# [To do]
Until the last line is reached, keep transcribing the material exactly.

# [Records for the task]
use std::sync::Arc;

use rand::seq::SliceRandom;
use rand::Rng;

use crate::record::{Price, Record};

/// Product categories. Kept small so that grouping queries return a handful of buckets.
const CATEGORIES: &[&str] = &[
    "Books", "Garden", "Home", "Kitchen", "Music", "Office", "Outdoor", "Sports", "Tools", "Toys",
];

const WORDS: &[&str] = &[
    "amber", "anchor", "arrow", "atlas", "basin", "beacon", "birch", "blade", "bloom", "breeze",
    "bridge", "canvas", "cedar", "cinder", "cloud", "comet", "copper", "coral", "crest", "delta",
    "ember", "falcon", "fern", "field", "flint", "forest", "frost", "glacier", "granite", "harbor",
    "hazel", "horizon", "island", "ivory", "jade", "juniper", "lantern", "lark", "lotus", "maple",
    "meadow", "mesa", "onyx", "orbit", "pebble", "pine", "prairie", "quartz", "raven", "reef",
    "ridge", "river", "sable", "sierra", "slate", "spruce", "summit", "thistle", "timber", "willow",
];

/// Upper bound of generated prices, in cents: 999.99.
const MAX_PRICE_CENTS: u32 = 99_999;

/// Produces synthetic [Record]s.
///
/// Every call draws fresh random content but the shape and field ranges never change:
/// prices are in `0.01..=999.99` with two decimals and ids are nanoids (about 126 random bits),
/// so ids within one call are unique with overwhelming probability.
#[derive(Debug, Default, Clone, Copy)]
pub struct WorkloadGenerator;

impl WorkloadGenerator {
    pub fn new() -> Self {
        Self
    }

    /// Generate exactly `count` records using the thread-local RNG.
    pub fn generate(&self, count: usize) -> Vec<Record> {
        self.generate_with(&mut rand::thread_rng(), count)
    }

    /// Generate exactly `count` records drawing content from `rng`.
    ///
    /// Ids always come from the nanoid generator so that a seeded `rng` cannot produce
    /// colliding ids across calls.
    pub fn generate_with<R: Rng + ?Sized>(&self, rng: &mut R, count: usize) -> Vec<Record> {
        (0..count).map(|_| Self::record(rng)).collect()
    }

    /// Generate `total` records split into disjoint shards, one per worker.
    ///
    /// See [split_into_shards] for how the records are divided.
    pub fn generate_shards(&self, total: usize, workers: usize) -> Vec<Arc<[Record]>> {
        split_into_shards(self.generate(total), workers)
    }

    fn record<R: Rng + ?Sized>(rng: &mut R) -> Record {
        let cents = rng.gen_range(1..=MAX_PRICE_CENTS);

        Record {
            id: nanoid::nanoid!(),
            name: format!("{} {}", title_case(pick(rng, WORDS)), title_case(pick(rng, WORDS))),
            price: Price::at_least_one_cent(cents),
            category: pick(rng, CATEGORIES).to_string(),
        }
    }
}

/// Split `records` into `workers` disjoint shards of near equal size.
///
/// The first `len % workers` shards hold one extra record. There are never more shards than
/// records, and never fewer than one.
pub fn split_into_shards(records: Vec<Record>, workers: usize) -> Vec<Arc<[Record]>> {
    let shards = workers.clamp(1, records.len().max(1));
    let base = records.len() / shards;
    let extra = records.len() % shards;

    let mut remaining = records.into_iter();
    (0..shards)
        .map(|shard| {
            let size = base + usize::from(shard < extra);
            Arc::from(remaining.by_ref().take(size).collect::<Vec<_>>())
        })
        .collect()
}

fn pick<'a, R: Rng + ?Sized>(rng: &mut R, words: &[&'a str]) -> &'a str {
    words.choose(rng).copied().unwrap_or("item")
}

fn title_case(word: &str) -> String {
    let mut chars = word.chars();
    match chars.next() {
        Some(first) => first.to_uppercase().chain(chars).collect(),
        None => String::new(),
    }
}

#[cfg(test)]
mod tests {
    use std::collections::HashSet;

    use rand::rngs::StdRng;
    use rand::SeedableRng;

    use super::*;

    #[test]
    fn generates_exact_count_with_valid_prices() {
        let generator = WorkloadGenerator::new();
        let mut rng = StdRng::seed_from_u64(7);

        for count in [0, 1, 17, 500] {
            let records = generator.generate_with(&mut rng, count);
            assert_eq!(count, records.len());

            for record in &records {
                let price = record.price.as_f64();
                assert!(price > 0.0, "price must be positive: {price}");
                assert!(price <= 999.99);
                assert_eq!((price * 100.0).round() / 100.0, price);
            }
        }
    }

    #[test]
    fn ids_are_unique_within_a_call() {
        let records = WorkloadGenerator::new().generate(5_000);
        let ids = records.iter().map(|r| r.id.as_str()).collect::<HashSet<_>>();
        assert_eq!(records.len(), ids.len());
    }

    #[test]
    fn names_and_categories_have_expected_shape() {
        let records = WorkloadGenerator::new().generate(50);
        for record in records {
            assert_eq!(2, record.name.split(' ').count());
            assert!(record.name.chars().next().unwrap().is_uppercase());
            assert!(CATEGORIES.contains(&record.category.as_str()));
        }
    }

    #[test]
    fn shards_split_the_total_without_overlap() {
        let shards = WorkloadGenerator::new().generate_shards(100, 5);
        assert_eq!(5, shards.len());
        assert!(shards.iter().all(|shard| shard.len() == 20));

        let ids = shards
            .iter()
            .flat_map(|shard| shard.iter().map(|r| r.id.clone()))
            .collect::<HashSet<_>>();
        assert_eq!(100, ids.len());
    }

    #[test]
    fn worker_count_does_not_change_the_total() {
        let generator = WorkloadGenerator::new();
        for workers in [1, 3, 5, 7] {
            let total: usize = generator
                .generate_shards(100, workers)
                .iter()
                .map(|shard| shard.len())
                .sum();
            assert_eq!(100, total, "workers = {workers}");
        }
    }

    #[test]
    fn remainder_goes_to_the_first_shards() {
        let sizes = split_into_shards(WorkloadGenerator::new().generate(11), 4)
            .iter()
            .map(|shard| shard.len())
            .collect::<Vec<_>>();
        assert_eq!(vec![3, 3, 3, 2], sizes);
    }

    #[test]
    fn more_workers_than_records_are_clamped() {
        let shards = split_into_shards(WorkloadGenerator::new().generate(3), 8);
        assert_eq!(3, shards.len());
        assert!(shards.iter().all(|shard| shard.len() == 1));

        let empty = split_into_shards(Vec::new(), 4);
        assert_eq!(1, empty.len());
        assert!(empty[0].is_empty());
    }

    #[test]
    fn title_case_capitalises_first_letter() {
        assert_eq!("Maple", title_case("maple"));
        assert_eq!("", title_case(""));
    }
}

# [Task output]
use std::sync::Arc;

use rand::seq::SliceRandom;
use rand::Rng;

use crate::record::{Price, Record};

/// Product categories. Kept small so that grouping queries return a handful of buckets.
const CATEGORIES: &[&str] = &[
    "Books", "Garden", "Home", "Kitchen", "Music", "Office", "Outdoor", "Sports", "Tools", "Toys",
];

const WORDS: &[&str] = &[
    "amber", "anchor", "arrow", "atlas", "basin", "beacon", "birch", "blade", "bloom", "breeze",
    "bridge", "canvas", "cedar", "cinder", "cloud", "comet", "copper", "coral", "crest", "delta",
    "ember", "falcon", "fern", "field", "flint", "forest", "frost", "glacier", "granite", "harbor",
    "hazel", "horizon", "island", "ivory", "jade", "juniper", "lantern", "lark", "lotus", "maple",
    "meadow", "mesa", "onyx", "orbit", "pebble", "pine", "prairie", "quartz", "raven", "reef",
    "ridge", "river", "sable", "sierra", "slate", "spruce", "summit", "thistle", "timber", "willow",
];

/// Upper bound of generated prices, in cents: 999.99.
const MAX_PRICE_CENTS: u32 = 99_999;

/// Produces synthetic [Record]s.
///
/// Every call draws fresh random content but the shape and field ranges never change:
/// prices are in `0.01..=999.99` with two decimals and ids are nanoids (about 126 random bits),
/// so ids within one call are unique with overwhelming probability.
#[derive(Debug, Default, Clone, Copy)]
pub struct WorkloadGenerator;

impl WorkloadGenerator {
    pub fn new() -> Self {
        Self
    }

    /// Generate exactly `count` records using the thread-local RNG.
    pub fn generate(&self, count: usize) -> Vec<Record> {
        self.generate_with(&mut rand::thread_rng(), count)
    }

    /// Generate exactly `count` records drawing content from `rng`.
    ///
    /// Ids always come from the nanoid generator so that a seeded `rng` cannot produce
    /// colliding ids across calls.
    pub fn generate_with<R: Rng + ?Sized>(&self, rng: &mut R, count: usize) -> Vec<Record> {
        (0..count).map(|_| Self::record(rng)).collect()
    }

    /// Generate `total` records split into disjoint shards, one per worker.
    ///
    /// See [split_into_shards] for how the records are divided.
    pub fn generate_shards(&self, total: usize, workers: usize) -> Vec<Arc<[Record]>> {
        split_into_shards(self.generate(total), workers)
    }

    fn record<R: Rng + ?Sized>(rng: &mut R) -> Record {
        let cents = rng.gen_range(1..=MAX_PRICE_CENTS);

        Record {
            id: nanoid::nanoid!(),
            name: format!("{} {}", title_case(pick(rng, WORDS)), title_case(pick(rng, WORDS))),
            price: Price::at_least_one_cent(cents),
            category: pick(rng, CATEGORIES).to_string(),
        }
    }
}

/// Split `records` into `workers` disjoint shards of near equal size.
///
/// The first `len % workers` shards hold one extra record. There are never more shards than
/// records, and never fewer than one.
pub fn split_into_shards(records: Vec<Record>, workers: usize) -> Vec<Arc<[Record]>> {
    let shards = workers.clamp(1, records.len().max(1));
    let base = records.len() / shards;
    let extra = records.len() % shards;

    let mut remaining = records.into_iter();
    (0..shards)
        .map(|shard| {
            let size = base + usize::from(shard < extra);
            Arc::from(remaining.by_ref().take(size).collect::<Vec<_>>())
        })
        .collect()
}

fn pick<'a, R: Rng + ?Sized>(rng: &mut R, words: &[&'a str]) -> &'a str {
    words.choose(rng).copied().unwrap_or("item")
}

fn title_case(word: &str) -> String {
    let mut chars = word.chars();
    match chars.next() {
        Some(first) => first.to_uppercase().chain(chars).collect(),
        None => String::new(),
    }
}

#[cfg(test)]
mod tests {
    use std::collections::HashSet;

    use rand::rngs::StdRng;
    use rand::SeedableRng;

    use super::*;

    #[test]
    fn generates_exact_count_with_valid_prices() {
        let generator = WorkloadGenerator::new();
        let mut rng = StdRng::seed_from_u64(7);

        for count in [0, 1, 17, 500] {
            let records = generator.generate_with(&mut rng, count);
            assert_eq!(count, records.len());

            for record in &records {
                let price = record.price.as_f64();
                assert!(price > 0.0, "price must be positive: {price}");
                assert!(price <= 999.99);
                assert_eq!((price * 100.0).round() / 100.0, price);
            }
        }
    }

    #[test]
    fn ids_are_unique_within_a_call() {
        let records = WorkloadGenerator::new().generate(5_000);
        let ids = records.iter().map(|r| r.id.as_str()).collect::<HashSet<_>>();
        assert_eq!(records.len(), ids.len());
    }

    #[test]
    fn names_and_categories_have_expected_shape() {
        let records = WorkloadGenerator::new().generate(50);
        for record in records {
            assert_eq!(2, record.name.split(' ').count());
            assert!(record.name.chars().next().unwrap().is_uppercase());
            assert!(CATEGORIES.contains(&record.category.as_str()));
        }
    }

    #[test]
    fn shards_split_the_total_without_overlap() {
        let shards = WorkloadGenerator::new().generate_shards(100, 5);
        assert_eq!(5, shards.len());
        assert!(shards.iter().all(|shard| shard.len() == 20));

        let ids = shards
            .iter()
            .flat_map(|shard| shard.iter().map(|r| r.id.clone()))
            .collect::<HashSet<_>>();
        assert_eq!(100, ids.len());
    }

    #[test]
    fn worker_count_does_not_change_the_total() {
        let generator = WorkloadGenerator::new();
        for workers in [1, 3, 5, 7] {
            let total: usize = generator
                .generate_shards(100, workers)
                .iter()
                .map(|shard| shard.len())
                .sum();
            assert_eq!(100, total, "workers = {workers}");
        }
    }

    #[test]
    fn remainder_goes_to_the_first_shards() {
        let sizes = split_into_shards(WorkloadGenerator::new().generate(11), 4)
            .iter()
            .map(|shard| shard.len())
            .collect::<Vec<_>>();
        assert_eq!(vec![3, 3, 3, 2], sizes);
    }

    #[test]
    fn more_workers_than_records_are_clamped() {
        let shards = split_into_shards(WorkloadGenerator::new().generate(3), 8);
        assert_eq!(3, shards.len());
        assert!(shards.iter().all(|shard| shard.len() == 1));

        let empty = split_into_shards(Vec::new(), 4);
        assert_eq!(1, empty.len());
        assert!(empty[0].is_empty());
    }

    #[test]
    fn title_case_capitalises_first_letter() {
        assert_eq!("Maple", title_case("maple"));
        assert_eq!("", title_case(""));
    }
}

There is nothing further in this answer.